### Work instruction
From the entries, copy every line that carries the string "ModuleConfig".

### Dataset entries
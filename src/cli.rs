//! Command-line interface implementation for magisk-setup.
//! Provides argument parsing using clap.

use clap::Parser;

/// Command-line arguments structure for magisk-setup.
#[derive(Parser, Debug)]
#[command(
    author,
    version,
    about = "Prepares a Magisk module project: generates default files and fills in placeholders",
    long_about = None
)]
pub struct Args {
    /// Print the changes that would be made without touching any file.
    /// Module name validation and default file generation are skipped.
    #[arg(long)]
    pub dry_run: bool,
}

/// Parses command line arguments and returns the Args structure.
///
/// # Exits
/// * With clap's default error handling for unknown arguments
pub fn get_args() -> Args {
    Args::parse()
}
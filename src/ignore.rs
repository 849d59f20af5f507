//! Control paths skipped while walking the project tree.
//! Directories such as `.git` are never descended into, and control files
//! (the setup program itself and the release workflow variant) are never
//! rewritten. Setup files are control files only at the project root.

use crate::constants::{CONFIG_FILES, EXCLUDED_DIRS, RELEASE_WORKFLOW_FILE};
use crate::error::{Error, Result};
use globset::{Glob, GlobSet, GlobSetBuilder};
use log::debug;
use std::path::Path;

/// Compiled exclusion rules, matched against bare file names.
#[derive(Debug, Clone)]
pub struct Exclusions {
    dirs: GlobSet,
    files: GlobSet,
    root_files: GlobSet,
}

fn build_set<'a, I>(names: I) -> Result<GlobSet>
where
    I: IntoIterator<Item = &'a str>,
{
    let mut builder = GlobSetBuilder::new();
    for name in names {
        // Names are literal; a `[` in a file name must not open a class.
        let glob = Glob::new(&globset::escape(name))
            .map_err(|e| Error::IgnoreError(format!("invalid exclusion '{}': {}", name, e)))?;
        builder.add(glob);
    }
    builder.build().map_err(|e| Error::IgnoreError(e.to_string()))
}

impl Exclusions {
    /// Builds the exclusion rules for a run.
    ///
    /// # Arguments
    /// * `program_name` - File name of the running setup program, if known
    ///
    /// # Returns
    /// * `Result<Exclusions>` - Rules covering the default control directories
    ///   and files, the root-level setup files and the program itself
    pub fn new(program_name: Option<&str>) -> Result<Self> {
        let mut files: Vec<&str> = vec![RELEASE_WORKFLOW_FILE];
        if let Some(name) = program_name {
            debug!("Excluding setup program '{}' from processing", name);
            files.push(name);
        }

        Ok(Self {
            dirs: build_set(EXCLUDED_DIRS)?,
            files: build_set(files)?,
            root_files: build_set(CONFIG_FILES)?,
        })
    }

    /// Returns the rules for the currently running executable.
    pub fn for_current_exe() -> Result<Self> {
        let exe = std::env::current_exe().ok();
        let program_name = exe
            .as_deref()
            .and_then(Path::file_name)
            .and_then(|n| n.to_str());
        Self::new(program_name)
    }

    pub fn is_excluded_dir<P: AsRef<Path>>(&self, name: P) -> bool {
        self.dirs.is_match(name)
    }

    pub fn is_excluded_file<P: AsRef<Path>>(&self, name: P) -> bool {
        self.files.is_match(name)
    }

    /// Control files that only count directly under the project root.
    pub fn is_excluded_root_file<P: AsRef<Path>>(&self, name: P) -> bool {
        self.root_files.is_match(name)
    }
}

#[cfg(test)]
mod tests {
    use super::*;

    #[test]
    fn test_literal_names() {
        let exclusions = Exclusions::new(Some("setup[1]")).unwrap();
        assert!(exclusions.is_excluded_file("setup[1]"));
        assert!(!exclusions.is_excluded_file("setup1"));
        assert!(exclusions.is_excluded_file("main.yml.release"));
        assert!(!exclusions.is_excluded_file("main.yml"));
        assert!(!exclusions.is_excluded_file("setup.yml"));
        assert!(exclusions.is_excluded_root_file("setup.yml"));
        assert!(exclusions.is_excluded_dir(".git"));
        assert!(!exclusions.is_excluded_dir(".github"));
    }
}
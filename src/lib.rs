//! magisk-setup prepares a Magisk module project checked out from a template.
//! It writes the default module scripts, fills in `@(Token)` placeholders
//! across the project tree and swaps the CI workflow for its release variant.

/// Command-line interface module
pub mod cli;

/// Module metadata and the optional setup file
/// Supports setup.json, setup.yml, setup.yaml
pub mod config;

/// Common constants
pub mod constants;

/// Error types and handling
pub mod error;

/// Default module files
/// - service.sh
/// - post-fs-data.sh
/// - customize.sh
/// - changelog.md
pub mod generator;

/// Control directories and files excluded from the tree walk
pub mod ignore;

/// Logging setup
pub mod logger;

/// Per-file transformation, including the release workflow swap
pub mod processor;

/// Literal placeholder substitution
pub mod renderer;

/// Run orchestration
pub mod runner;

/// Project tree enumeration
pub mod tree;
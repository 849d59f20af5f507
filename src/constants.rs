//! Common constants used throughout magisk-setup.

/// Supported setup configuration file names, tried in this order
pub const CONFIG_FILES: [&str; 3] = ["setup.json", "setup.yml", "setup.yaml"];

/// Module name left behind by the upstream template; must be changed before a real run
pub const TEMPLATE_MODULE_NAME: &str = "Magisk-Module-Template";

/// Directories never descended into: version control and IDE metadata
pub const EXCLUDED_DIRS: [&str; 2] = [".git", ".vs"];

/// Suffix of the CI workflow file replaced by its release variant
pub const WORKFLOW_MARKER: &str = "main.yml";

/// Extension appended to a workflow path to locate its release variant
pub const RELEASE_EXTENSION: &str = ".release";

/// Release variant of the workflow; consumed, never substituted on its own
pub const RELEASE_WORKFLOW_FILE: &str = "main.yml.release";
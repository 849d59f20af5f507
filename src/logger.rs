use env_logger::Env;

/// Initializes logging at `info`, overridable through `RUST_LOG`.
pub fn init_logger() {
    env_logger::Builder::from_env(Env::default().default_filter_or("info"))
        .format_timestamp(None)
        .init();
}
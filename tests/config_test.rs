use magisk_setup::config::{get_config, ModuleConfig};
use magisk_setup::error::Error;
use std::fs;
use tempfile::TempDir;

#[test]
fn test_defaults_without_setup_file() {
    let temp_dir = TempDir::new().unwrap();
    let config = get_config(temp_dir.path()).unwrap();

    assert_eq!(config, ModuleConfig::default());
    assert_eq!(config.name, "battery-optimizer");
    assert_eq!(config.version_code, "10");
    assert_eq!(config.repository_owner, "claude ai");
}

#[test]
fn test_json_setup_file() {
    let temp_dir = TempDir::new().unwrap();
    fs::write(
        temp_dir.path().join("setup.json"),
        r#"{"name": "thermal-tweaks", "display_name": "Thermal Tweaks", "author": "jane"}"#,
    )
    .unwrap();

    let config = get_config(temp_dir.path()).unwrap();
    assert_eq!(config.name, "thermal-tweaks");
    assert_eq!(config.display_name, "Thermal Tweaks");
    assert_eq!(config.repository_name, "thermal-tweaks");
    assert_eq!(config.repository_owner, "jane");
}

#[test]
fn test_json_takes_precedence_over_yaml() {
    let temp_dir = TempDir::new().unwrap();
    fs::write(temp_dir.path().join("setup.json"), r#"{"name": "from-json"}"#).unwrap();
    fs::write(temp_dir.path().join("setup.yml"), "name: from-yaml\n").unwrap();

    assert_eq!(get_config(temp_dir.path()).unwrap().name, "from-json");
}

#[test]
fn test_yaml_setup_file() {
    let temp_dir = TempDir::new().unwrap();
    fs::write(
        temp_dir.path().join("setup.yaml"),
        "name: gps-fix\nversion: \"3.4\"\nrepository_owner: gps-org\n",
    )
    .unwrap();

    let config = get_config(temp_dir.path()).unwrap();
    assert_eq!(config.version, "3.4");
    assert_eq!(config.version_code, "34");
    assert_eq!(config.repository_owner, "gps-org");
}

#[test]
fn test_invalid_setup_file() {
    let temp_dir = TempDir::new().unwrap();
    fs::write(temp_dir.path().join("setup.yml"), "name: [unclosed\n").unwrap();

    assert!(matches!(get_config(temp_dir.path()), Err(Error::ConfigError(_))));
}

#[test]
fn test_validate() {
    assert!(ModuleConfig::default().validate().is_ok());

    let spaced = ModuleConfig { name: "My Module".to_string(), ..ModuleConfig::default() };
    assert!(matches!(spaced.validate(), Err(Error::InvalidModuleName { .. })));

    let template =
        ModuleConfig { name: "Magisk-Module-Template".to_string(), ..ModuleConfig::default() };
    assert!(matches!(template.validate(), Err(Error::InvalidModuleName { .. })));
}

--

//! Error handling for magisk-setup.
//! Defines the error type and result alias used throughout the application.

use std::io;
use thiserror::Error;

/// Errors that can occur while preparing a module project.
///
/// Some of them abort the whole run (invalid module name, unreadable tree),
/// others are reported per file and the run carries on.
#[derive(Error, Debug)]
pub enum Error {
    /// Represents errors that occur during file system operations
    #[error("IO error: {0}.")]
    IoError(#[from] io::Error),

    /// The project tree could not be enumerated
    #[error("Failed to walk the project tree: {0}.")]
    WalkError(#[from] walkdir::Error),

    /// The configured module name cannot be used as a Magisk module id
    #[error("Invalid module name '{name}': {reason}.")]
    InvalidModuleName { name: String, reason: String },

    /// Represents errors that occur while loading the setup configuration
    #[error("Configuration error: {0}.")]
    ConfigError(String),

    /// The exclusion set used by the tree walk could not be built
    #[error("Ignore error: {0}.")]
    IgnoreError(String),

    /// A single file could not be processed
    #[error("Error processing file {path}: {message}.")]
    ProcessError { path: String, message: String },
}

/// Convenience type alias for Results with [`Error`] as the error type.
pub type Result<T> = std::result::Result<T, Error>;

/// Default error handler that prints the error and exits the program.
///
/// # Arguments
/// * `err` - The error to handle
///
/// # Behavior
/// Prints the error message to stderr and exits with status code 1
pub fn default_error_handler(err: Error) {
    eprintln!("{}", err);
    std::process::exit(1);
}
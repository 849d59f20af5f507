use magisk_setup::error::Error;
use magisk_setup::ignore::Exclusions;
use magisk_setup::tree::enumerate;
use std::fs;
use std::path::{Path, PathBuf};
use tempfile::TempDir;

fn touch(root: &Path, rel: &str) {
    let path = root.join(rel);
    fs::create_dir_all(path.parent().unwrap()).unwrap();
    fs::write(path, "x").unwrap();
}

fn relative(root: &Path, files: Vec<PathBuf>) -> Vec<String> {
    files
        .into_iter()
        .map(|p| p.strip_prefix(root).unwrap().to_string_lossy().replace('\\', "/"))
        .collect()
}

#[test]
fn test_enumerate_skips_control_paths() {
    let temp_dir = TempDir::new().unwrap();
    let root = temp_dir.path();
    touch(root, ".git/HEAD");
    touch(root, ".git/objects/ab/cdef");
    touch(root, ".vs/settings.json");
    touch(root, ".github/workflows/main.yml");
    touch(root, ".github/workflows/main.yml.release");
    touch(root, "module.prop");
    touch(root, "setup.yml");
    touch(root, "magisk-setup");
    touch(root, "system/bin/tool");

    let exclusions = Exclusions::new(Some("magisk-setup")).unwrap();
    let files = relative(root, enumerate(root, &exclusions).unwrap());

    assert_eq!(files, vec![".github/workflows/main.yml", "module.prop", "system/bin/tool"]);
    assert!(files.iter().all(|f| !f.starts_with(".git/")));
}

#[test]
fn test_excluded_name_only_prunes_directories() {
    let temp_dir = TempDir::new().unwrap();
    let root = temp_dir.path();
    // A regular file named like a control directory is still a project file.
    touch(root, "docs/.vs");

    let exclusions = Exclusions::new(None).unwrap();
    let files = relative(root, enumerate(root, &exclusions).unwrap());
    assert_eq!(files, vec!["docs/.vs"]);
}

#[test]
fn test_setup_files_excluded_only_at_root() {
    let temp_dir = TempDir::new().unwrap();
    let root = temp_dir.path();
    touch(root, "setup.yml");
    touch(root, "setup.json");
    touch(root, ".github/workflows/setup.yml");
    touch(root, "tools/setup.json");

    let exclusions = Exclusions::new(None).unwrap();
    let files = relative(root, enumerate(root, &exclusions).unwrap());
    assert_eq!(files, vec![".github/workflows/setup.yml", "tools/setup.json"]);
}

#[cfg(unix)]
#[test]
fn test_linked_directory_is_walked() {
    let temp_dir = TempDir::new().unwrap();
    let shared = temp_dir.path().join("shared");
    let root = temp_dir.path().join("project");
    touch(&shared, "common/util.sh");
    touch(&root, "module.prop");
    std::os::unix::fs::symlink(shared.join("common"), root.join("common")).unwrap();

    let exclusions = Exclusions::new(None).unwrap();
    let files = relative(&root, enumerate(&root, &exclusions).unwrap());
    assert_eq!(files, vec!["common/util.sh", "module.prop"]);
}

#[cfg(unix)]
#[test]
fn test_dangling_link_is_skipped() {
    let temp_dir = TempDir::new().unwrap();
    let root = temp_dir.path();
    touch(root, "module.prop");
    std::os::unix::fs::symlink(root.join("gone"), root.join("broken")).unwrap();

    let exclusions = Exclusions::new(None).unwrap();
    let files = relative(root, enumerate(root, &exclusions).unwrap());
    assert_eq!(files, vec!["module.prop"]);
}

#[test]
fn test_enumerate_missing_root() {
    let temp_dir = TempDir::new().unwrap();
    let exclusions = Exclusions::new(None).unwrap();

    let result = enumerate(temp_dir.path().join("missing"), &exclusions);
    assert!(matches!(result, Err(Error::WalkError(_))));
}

---

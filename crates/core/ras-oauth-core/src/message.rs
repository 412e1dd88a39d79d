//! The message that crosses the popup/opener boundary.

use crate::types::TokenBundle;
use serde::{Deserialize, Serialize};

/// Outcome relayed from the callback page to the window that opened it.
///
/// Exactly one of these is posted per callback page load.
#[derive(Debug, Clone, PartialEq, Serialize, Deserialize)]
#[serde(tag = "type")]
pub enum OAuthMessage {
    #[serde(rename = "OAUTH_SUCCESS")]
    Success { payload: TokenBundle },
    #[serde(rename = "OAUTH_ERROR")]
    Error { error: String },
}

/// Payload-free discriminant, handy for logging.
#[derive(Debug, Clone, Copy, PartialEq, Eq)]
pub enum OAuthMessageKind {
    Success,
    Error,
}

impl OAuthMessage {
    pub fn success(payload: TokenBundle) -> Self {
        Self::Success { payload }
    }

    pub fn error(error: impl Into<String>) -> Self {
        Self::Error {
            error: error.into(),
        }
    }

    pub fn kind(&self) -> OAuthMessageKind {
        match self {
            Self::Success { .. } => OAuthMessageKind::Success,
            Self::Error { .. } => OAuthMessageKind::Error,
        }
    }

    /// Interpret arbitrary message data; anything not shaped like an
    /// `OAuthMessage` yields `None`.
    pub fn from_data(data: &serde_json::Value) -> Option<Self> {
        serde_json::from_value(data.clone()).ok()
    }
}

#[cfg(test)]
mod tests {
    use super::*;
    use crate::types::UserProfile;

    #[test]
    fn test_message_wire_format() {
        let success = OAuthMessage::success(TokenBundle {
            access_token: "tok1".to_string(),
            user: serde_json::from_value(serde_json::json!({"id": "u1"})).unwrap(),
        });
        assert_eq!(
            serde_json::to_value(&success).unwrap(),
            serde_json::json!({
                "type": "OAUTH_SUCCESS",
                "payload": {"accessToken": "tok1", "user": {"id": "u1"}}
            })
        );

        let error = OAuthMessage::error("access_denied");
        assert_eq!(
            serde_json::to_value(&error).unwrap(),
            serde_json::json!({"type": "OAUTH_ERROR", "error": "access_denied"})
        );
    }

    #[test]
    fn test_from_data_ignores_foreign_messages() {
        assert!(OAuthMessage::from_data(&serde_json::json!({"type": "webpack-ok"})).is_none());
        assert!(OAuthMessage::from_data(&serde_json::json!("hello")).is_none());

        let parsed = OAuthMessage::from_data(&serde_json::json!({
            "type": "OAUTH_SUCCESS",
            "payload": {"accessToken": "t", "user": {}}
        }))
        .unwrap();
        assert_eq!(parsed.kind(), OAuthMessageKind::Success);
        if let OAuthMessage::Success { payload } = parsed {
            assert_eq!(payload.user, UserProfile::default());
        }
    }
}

### Answer box
use magisk_setup::config::{get_config, ModuleConfig};
    assert_eq!(config, ModuleConfig::default());
    assert!(ModuleConfig::default().validate().is_ok());
    let spaced = ModuleConfig { name: "My Module".to_string(), ..ModuleConfig::default() };
        ModuleConfig { name: "Magisk-Module-Template".to_string(), ..ModuleConfig::default() };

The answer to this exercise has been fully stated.